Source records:
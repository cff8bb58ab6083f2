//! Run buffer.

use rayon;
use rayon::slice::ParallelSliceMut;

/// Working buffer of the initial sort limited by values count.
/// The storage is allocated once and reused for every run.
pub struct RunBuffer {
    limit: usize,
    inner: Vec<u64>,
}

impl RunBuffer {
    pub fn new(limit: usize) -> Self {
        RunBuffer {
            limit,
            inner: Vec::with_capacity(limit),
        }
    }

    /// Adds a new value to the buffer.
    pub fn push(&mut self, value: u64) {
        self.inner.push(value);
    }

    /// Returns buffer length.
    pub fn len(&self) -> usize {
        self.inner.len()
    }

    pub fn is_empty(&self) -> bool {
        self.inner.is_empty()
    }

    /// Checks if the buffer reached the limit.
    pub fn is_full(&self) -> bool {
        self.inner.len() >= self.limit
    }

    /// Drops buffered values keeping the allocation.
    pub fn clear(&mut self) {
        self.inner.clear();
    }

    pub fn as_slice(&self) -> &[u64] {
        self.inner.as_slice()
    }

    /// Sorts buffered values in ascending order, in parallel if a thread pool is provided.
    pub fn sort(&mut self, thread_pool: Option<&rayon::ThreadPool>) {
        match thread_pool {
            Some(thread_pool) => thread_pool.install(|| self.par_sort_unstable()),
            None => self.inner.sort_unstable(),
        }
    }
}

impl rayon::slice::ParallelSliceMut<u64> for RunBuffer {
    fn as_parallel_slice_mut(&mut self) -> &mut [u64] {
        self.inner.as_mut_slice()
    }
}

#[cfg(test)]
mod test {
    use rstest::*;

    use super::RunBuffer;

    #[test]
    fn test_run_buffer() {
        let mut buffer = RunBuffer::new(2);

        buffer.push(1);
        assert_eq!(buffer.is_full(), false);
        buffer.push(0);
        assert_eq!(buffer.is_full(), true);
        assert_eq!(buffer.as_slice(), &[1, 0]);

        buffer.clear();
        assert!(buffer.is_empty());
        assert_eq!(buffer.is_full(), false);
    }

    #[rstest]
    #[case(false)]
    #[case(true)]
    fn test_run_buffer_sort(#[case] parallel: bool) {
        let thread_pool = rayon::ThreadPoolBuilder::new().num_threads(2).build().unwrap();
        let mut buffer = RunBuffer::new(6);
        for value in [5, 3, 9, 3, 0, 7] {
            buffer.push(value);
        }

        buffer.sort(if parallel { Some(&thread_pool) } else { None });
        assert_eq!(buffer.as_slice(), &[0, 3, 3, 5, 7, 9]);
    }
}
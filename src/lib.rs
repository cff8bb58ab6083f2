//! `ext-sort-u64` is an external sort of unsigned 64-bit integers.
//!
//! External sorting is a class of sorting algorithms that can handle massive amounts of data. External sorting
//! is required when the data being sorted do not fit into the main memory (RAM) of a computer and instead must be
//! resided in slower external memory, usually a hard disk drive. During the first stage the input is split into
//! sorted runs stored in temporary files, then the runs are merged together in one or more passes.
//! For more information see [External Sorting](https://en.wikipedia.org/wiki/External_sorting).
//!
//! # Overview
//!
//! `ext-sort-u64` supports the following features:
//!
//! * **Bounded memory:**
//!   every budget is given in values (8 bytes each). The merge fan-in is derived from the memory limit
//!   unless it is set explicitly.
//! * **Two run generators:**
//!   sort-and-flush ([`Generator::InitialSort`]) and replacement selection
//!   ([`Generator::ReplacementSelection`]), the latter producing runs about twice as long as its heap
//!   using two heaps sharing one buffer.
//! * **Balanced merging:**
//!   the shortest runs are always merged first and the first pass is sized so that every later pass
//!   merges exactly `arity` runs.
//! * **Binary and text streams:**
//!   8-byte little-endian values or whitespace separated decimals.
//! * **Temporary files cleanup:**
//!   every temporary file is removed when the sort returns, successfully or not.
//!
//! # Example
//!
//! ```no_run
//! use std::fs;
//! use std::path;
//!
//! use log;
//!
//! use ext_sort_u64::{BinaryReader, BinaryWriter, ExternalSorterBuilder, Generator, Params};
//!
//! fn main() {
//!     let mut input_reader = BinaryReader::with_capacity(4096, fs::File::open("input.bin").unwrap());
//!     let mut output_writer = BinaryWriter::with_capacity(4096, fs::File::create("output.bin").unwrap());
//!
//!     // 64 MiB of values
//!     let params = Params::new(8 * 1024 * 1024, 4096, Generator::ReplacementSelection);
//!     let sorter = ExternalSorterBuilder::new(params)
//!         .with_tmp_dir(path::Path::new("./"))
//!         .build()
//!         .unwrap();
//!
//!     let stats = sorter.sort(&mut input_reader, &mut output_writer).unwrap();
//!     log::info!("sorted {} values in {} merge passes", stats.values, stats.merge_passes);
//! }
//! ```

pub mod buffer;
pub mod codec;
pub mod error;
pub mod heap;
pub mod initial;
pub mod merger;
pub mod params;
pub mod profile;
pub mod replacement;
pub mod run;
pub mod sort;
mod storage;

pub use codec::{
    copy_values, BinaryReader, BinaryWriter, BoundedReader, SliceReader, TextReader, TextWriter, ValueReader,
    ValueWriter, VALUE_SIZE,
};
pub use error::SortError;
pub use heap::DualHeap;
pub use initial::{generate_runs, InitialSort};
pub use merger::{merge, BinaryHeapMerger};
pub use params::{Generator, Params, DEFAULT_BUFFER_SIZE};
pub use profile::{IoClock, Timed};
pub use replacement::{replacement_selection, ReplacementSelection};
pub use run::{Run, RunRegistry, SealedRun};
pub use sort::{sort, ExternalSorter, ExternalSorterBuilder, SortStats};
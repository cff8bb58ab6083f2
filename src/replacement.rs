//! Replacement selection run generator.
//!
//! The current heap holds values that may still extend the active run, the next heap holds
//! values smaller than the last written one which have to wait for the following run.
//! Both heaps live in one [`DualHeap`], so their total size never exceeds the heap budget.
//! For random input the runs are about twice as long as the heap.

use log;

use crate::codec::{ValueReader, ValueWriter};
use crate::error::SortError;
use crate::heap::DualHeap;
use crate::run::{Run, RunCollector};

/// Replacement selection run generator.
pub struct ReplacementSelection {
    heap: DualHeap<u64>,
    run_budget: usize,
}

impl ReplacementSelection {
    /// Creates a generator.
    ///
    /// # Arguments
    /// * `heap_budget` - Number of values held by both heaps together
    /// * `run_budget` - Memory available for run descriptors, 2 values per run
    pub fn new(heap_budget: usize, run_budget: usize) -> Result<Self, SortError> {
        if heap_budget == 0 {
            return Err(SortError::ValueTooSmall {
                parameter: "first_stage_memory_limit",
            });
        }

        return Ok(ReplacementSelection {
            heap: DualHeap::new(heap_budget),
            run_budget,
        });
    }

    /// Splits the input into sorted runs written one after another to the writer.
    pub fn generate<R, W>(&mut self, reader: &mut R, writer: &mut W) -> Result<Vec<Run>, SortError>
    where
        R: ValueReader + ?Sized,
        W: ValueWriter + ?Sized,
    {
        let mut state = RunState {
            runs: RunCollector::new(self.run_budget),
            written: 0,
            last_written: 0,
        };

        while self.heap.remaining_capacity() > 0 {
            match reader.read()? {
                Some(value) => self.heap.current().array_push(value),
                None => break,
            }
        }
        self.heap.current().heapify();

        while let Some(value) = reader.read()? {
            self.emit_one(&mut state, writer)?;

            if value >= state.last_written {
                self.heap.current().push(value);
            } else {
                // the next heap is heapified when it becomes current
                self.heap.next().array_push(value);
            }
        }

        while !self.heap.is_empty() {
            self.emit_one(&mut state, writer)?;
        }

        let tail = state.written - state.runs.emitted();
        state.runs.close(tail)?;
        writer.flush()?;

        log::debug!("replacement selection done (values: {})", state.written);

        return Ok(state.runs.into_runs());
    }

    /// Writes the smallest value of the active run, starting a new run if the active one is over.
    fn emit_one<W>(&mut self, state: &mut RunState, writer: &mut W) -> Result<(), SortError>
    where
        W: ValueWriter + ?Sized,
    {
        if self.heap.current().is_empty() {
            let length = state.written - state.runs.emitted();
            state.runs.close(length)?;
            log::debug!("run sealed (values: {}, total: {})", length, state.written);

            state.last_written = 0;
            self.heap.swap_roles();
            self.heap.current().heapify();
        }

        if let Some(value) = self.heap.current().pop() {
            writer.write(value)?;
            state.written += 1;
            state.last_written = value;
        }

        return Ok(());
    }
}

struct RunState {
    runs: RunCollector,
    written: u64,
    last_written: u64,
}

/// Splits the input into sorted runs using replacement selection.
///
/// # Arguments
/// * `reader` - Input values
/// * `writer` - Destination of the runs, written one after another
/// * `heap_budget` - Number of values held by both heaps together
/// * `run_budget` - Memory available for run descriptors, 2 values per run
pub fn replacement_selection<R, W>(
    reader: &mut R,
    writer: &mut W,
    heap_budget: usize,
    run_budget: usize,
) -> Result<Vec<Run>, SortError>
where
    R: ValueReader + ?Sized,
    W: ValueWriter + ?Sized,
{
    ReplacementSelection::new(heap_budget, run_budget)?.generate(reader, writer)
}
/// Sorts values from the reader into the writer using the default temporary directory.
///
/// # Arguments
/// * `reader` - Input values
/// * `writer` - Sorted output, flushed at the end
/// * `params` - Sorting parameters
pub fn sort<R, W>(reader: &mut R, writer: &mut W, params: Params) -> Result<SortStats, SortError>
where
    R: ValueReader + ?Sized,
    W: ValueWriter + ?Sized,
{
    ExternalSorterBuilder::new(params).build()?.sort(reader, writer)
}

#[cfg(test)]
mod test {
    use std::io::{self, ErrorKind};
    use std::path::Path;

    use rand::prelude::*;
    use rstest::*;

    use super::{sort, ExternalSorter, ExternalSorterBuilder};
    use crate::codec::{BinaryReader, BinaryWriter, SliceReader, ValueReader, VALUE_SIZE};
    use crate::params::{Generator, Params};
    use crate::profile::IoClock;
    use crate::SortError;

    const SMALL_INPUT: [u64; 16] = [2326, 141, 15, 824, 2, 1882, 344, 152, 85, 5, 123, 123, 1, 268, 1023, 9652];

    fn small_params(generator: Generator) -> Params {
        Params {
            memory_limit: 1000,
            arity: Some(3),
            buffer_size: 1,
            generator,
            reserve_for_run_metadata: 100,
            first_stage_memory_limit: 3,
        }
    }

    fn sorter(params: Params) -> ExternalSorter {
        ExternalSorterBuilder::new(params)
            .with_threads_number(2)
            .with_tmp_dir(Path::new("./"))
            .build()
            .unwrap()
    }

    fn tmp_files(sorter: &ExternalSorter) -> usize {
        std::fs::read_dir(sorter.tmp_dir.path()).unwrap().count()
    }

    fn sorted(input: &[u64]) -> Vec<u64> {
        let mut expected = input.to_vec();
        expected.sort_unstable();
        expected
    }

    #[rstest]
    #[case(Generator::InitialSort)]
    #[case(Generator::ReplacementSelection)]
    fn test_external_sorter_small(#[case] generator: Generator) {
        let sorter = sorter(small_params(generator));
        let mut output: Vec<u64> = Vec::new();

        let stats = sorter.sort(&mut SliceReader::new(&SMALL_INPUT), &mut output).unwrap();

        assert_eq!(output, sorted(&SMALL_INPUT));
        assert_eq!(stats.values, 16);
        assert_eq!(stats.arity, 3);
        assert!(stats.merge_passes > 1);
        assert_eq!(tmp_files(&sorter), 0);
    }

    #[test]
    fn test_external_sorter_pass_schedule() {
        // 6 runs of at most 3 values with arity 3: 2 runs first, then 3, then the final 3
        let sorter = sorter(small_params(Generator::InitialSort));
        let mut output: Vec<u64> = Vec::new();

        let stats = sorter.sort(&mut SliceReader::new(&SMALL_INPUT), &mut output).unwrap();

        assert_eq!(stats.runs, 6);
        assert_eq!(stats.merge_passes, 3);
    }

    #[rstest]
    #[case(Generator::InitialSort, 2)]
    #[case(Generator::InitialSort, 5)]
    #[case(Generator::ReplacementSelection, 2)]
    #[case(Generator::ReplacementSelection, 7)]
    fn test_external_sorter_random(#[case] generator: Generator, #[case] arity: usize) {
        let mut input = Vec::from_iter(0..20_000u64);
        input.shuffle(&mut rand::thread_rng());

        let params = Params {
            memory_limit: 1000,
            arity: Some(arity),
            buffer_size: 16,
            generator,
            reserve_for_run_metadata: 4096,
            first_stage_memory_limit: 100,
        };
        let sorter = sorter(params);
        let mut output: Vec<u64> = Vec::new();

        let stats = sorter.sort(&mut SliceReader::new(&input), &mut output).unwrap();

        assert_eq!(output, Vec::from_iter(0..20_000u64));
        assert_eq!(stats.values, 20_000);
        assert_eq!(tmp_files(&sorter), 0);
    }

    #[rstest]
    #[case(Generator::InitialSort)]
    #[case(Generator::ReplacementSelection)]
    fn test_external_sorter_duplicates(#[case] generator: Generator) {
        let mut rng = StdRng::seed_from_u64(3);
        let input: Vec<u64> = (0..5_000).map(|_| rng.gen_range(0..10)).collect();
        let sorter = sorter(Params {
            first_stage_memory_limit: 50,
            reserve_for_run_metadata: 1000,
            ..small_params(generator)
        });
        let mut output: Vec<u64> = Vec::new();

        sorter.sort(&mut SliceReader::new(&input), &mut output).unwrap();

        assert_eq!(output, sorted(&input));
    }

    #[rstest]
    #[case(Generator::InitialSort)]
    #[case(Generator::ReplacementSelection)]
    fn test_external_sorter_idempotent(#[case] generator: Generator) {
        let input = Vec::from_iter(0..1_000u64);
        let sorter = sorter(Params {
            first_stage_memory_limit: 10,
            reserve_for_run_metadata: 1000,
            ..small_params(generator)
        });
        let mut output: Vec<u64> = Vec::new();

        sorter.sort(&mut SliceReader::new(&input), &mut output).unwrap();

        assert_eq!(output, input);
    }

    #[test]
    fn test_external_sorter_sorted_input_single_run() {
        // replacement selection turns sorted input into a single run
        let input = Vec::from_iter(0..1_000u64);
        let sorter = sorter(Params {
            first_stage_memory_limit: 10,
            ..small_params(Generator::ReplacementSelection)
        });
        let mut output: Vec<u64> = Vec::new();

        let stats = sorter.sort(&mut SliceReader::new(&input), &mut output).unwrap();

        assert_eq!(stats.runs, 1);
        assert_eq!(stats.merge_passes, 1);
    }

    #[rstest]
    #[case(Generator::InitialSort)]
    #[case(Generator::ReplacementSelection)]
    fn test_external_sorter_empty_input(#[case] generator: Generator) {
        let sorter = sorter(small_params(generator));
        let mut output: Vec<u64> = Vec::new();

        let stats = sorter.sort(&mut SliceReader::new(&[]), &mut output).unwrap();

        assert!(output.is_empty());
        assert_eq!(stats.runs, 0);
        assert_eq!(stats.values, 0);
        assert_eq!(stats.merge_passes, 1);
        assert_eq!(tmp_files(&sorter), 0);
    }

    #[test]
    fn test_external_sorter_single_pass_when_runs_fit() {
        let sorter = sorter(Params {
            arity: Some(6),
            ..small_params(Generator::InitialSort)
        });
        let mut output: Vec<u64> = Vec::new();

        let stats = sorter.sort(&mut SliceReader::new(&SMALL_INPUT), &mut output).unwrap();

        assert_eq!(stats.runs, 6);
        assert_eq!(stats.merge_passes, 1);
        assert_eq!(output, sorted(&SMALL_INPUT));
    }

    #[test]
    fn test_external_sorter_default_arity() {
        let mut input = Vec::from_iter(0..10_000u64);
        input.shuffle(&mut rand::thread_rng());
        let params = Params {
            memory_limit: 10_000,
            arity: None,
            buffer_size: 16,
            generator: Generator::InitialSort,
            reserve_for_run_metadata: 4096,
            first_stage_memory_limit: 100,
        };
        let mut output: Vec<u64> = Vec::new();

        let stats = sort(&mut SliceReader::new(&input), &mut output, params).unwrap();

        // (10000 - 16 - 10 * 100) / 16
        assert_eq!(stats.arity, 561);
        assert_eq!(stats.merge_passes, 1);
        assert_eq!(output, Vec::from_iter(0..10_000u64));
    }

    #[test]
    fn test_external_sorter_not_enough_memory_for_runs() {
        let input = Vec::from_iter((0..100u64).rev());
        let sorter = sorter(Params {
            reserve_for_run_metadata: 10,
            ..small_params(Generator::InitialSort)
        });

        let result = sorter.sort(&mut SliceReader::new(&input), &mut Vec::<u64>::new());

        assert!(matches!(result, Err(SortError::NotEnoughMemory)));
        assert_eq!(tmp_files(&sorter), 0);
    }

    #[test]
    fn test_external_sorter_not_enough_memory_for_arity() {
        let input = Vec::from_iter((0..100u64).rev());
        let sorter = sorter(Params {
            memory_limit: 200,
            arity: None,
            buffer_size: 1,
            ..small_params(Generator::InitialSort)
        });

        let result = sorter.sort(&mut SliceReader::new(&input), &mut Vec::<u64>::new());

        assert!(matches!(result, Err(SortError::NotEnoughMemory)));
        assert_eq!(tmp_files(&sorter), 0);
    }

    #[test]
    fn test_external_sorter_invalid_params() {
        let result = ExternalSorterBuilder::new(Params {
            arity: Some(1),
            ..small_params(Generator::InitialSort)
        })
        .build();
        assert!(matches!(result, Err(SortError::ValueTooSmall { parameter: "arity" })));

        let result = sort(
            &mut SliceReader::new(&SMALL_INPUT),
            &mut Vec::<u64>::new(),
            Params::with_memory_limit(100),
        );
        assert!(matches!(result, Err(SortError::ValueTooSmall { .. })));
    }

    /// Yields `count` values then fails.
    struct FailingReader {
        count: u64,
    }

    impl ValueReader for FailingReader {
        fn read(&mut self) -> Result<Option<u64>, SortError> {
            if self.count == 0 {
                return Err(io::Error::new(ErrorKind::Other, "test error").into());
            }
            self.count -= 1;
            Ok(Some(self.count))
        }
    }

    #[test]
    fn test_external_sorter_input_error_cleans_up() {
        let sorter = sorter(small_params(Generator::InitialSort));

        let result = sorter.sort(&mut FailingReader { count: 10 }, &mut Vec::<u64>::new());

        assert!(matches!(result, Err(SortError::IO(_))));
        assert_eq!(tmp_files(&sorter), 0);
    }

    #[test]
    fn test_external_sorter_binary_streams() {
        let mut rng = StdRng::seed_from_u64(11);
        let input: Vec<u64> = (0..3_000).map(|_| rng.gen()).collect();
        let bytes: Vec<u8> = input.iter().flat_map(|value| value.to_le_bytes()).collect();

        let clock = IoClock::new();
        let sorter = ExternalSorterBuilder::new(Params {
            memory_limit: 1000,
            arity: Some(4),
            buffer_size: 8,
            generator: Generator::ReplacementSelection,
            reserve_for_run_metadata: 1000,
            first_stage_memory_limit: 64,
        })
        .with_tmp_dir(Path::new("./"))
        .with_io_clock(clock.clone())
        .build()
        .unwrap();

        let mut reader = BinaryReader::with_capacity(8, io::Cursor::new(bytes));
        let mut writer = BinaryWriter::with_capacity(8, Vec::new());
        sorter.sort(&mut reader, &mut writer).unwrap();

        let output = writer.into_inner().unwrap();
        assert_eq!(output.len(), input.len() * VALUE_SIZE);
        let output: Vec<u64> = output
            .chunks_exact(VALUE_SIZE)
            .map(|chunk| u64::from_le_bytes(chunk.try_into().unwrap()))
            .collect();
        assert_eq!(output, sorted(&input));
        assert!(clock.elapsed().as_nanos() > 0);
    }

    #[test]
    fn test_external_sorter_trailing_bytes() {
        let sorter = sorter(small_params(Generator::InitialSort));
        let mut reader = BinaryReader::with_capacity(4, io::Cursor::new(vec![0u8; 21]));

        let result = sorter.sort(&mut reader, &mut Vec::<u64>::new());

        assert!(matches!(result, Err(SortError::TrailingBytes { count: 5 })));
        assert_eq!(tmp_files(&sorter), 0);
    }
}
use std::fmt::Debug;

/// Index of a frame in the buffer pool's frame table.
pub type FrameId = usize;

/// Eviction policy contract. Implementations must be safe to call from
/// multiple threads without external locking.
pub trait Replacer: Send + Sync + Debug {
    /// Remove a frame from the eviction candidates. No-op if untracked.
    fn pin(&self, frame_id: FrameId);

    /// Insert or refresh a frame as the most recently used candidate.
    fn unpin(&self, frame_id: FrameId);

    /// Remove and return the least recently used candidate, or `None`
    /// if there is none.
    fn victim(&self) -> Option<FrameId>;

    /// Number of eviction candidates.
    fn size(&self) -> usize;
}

WHAT NEEDS TO BE DONE
From the entries, copy every line in which the string "FrameId" can be found.

EXPECTED OUTPUT
pub type FrameId = usize;
    fn pin(&self, frame_id: FrameId);
    fn unpin(&self, frame_id: FrameId);
    fn victim(&self) -> Option<FrameId>;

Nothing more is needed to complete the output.